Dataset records

Segment Open

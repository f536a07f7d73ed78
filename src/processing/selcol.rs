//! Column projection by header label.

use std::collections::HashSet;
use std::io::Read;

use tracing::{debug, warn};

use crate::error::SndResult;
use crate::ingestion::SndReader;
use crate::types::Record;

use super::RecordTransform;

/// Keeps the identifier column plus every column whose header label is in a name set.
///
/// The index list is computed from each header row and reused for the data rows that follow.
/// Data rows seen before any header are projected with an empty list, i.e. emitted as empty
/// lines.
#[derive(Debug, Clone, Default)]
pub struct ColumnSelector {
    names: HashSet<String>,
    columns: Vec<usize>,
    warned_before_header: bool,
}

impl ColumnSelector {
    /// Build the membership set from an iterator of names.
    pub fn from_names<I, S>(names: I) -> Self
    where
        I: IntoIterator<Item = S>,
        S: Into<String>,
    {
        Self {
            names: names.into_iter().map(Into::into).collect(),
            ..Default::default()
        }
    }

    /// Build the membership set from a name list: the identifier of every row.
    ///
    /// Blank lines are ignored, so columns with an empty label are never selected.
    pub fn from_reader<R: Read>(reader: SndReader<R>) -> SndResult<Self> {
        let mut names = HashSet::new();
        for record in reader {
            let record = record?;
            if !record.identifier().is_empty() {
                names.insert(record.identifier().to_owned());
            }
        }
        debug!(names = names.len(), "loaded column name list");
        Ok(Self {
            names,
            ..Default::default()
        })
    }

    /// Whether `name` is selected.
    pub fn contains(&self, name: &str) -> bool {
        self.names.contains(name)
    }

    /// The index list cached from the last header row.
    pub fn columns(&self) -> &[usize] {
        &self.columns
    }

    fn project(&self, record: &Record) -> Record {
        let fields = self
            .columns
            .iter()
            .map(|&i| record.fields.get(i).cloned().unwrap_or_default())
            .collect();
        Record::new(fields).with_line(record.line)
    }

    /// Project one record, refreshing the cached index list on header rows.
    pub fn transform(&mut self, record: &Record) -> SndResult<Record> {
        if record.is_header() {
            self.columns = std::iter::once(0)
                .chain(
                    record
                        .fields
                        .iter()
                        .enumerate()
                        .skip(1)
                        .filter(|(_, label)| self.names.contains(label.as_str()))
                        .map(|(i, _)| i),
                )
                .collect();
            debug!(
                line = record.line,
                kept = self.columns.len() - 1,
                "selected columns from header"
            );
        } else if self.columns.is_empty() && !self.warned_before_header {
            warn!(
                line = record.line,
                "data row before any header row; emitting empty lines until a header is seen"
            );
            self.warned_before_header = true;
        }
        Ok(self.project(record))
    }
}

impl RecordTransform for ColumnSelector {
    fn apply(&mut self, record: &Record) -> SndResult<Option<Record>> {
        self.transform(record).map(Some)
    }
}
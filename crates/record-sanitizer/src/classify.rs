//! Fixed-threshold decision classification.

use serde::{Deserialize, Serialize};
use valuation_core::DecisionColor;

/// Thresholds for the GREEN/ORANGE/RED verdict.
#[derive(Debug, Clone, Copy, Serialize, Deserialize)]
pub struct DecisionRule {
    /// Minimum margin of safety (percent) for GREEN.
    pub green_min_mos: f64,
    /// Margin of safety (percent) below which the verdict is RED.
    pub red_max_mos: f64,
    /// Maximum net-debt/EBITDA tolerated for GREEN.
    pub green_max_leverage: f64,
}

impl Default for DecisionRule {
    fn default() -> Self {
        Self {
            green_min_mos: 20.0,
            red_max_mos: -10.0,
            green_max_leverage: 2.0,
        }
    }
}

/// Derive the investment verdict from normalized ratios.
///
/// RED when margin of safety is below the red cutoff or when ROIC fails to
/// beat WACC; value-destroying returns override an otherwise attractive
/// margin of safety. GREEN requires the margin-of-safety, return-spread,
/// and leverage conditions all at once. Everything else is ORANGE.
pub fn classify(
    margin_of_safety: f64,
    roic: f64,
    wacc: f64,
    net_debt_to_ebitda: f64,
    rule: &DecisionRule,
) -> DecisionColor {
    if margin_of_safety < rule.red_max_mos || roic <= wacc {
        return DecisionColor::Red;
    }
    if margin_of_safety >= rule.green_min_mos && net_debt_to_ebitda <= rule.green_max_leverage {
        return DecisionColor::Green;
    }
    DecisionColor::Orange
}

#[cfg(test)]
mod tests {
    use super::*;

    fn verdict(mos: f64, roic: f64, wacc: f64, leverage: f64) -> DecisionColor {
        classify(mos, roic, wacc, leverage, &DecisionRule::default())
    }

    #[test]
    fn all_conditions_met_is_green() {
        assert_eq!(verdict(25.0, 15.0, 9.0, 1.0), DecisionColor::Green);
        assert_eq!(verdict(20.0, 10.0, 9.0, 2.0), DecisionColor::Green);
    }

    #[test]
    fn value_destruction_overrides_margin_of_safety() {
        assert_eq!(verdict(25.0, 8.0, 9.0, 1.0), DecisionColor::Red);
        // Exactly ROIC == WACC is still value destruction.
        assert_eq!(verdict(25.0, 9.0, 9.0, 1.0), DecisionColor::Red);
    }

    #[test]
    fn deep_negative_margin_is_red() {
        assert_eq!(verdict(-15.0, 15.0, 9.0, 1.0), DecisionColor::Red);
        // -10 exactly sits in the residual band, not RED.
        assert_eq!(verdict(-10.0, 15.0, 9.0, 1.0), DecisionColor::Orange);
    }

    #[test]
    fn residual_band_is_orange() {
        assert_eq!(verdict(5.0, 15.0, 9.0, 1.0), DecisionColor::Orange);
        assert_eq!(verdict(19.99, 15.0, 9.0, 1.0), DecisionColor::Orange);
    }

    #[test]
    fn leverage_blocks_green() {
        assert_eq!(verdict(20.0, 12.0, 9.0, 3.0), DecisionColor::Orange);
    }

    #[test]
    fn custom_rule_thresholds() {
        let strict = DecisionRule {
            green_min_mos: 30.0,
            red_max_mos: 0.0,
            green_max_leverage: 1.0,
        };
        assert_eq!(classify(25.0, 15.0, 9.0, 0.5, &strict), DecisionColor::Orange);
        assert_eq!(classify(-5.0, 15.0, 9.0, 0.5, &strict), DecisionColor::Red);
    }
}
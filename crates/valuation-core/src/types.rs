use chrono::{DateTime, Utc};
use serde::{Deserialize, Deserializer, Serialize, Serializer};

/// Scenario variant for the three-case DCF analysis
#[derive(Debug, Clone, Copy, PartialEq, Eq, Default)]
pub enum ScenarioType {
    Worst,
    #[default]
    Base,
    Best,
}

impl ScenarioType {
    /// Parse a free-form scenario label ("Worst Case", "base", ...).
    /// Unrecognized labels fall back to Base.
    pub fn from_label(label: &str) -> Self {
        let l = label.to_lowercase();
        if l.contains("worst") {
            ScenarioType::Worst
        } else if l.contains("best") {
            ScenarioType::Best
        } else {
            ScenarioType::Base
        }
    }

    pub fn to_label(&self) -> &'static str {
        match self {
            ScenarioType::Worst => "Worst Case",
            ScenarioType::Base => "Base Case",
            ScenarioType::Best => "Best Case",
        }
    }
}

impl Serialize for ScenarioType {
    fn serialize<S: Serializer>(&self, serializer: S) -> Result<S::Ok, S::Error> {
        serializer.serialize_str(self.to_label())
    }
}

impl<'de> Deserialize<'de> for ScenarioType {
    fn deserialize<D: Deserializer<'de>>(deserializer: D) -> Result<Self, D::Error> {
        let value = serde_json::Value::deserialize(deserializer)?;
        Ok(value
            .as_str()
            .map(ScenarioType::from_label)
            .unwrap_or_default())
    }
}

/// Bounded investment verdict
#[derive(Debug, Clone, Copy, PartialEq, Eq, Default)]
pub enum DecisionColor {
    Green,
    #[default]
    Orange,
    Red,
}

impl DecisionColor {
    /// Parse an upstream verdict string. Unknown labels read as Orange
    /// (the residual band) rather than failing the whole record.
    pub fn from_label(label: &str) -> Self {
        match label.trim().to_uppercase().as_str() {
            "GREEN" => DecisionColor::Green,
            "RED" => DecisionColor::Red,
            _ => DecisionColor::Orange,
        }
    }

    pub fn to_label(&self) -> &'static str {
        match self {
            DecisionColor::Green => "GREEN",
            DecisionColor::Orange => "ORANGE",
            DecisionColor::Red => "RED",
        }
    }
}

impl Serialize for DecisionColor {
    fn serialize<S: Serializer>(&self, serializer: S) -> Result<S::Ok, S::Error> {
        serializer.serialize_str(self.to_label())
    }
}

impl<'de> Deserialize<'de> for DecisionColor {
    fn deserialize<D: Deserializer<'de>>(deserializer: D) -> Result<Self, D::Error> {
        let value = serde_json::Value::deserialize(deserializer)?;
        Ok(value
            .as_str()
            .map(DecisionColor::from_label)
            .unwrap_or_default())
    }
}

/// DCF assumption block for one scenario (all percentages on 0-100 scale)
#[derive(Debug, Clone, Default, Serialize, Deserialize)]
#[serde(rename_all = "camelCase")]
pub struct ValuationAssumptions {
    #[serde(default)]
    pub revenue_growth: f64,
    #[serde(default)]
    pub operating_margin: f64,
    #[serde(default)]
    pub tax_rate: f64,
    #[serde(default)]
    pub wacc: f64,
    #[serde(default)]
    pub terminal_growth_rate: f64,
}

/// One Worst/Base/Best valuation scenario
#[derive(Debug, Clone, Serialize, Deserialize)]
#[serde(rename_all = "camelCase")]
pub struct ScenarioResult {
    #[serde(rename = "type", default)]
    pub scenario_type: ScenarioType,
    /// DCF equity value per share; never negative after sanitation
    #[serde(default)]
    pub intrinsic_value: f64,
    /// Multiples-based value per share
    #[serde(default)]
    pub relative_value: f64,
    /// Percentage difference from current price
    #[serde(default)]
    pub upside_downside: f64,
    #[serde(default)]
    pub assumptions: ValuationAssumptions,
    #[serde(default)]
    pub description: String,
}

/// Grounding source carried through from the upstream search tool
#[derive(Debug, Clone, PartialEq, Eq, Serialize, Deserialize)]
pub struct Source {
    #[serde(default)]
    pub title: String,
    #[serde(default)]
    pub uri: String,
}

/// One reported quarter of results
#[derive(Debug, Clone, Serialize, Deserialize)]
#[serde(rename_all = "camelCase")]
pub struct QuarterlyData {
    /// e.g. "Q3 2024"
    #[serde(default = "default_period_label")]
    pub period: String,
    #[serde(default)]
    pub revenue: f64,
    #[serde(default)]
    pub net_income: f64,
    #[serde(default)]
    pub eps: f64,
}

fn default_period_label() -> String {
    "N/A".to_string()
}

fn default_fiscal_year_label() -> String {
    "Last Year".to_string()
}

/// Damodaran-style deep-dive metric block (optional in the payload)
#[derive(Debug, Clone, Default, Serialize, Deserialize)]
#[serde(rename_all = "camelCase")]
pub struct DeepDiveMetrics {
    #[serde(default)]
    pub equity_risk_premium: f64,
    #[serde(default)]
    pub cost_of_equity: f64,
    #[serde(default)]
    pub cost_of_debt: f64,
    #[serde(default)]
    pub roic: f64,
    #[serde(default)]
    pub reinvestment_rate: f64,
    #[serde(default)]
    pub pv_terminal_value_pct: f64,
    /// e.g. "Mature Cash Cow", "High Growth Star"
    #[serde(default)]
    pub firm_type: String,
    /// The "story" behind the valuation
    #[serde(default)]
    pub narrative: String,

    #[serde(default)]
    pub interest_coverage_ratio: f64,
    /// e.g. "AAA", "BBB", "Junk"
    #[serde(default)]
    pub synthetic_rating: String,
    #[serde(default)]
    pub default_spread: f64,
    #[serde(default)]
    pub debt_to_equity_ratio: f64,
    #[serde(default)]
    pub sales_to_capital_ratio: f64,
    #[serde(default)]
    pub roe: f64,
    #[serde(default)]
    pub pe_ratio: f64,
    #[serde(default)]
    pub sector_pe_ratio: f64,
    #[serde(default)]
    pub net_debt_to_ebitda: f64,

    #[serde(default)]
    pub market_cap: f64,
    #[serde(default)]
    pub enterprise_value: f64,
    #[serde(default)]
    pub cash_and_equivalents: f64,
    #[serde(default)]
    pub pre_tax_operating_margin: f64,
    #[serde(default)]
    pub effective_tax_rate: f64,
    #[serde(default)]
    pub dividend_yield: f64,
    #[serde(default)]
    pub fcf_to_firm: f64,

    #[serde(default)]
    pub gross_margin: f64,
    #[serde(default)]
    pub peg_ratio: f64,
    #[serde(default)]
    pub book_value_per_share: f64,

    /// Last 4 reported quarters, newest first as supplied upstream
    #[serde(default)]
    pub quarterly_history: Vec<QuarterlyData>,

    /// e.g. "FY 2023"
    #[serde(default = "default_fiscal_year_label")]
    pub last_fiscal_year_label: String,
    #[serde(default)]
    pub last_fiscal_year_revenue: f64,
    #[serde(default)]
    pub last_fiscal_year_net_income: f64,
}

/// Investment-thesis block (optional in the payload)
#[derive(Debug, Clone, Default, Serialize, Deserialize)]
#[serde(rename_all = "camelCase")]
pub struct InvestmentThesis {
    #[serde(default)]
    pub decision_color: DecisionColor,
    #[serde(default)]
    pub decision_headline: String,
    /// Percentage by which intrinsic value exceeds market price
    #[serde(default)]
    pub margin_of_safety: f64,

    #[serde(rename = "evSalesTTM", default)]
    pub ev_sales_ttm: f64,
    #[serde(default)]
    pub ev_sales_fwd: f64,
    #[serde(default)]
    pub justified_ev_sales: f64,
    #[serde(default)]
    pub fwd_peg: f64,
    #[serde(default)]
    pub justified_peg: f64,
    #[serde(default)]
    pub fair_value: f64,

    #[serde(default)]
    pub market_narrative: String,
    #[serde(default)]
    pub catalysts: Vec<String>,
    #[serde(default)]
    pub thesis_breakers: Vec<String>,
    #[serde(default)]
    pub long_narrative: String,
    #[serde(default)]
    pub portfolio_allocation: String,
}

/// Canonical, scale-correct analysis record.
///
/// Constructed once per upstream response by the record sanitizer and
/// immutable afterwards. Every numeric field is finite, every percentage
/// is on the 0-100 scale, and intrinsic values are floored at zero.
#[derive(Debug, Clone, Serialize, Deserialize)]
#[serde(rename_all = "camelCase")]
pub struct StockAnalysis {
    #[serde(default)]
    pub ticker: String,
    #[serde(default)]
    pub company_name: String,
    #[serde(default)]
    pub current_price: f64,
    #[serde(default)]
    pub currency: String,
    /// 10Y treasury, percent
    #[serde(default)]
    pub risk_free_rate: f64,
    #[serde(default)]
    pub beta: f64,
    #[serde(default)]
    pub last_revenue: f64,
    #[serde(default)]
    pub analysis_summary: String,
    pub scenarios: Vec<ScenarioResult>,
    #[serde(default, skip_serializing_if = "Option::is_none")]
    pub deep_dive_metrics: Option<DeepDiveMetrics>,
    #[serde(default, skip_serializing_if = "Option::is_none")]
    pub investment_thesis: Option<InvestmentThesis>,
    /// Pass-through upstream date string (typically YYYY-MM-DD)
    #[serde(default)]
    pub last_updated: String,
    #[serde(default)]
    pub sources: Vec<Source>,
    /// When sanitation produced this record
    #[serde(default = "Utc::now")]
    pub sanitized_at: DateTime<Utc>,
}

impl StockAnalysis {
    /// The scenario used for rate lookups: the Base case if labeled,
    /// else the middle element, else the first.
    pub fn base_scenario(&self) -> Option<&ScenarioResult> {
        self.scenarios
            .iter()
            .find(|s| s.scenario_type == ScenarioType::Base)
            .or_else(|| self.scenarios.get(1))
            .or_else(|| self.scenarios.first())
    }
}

Segment Closed

TASK BRIEF:
Search the entries for the word "fields". Copy every line where it occurs.

WRITTEN RESPONSE:
        let fields = self
            .map(|&i| record.fields.get(i).cloned().unwrap_or_default())
        Record::new(fields).with_line(record.line)
                        .fields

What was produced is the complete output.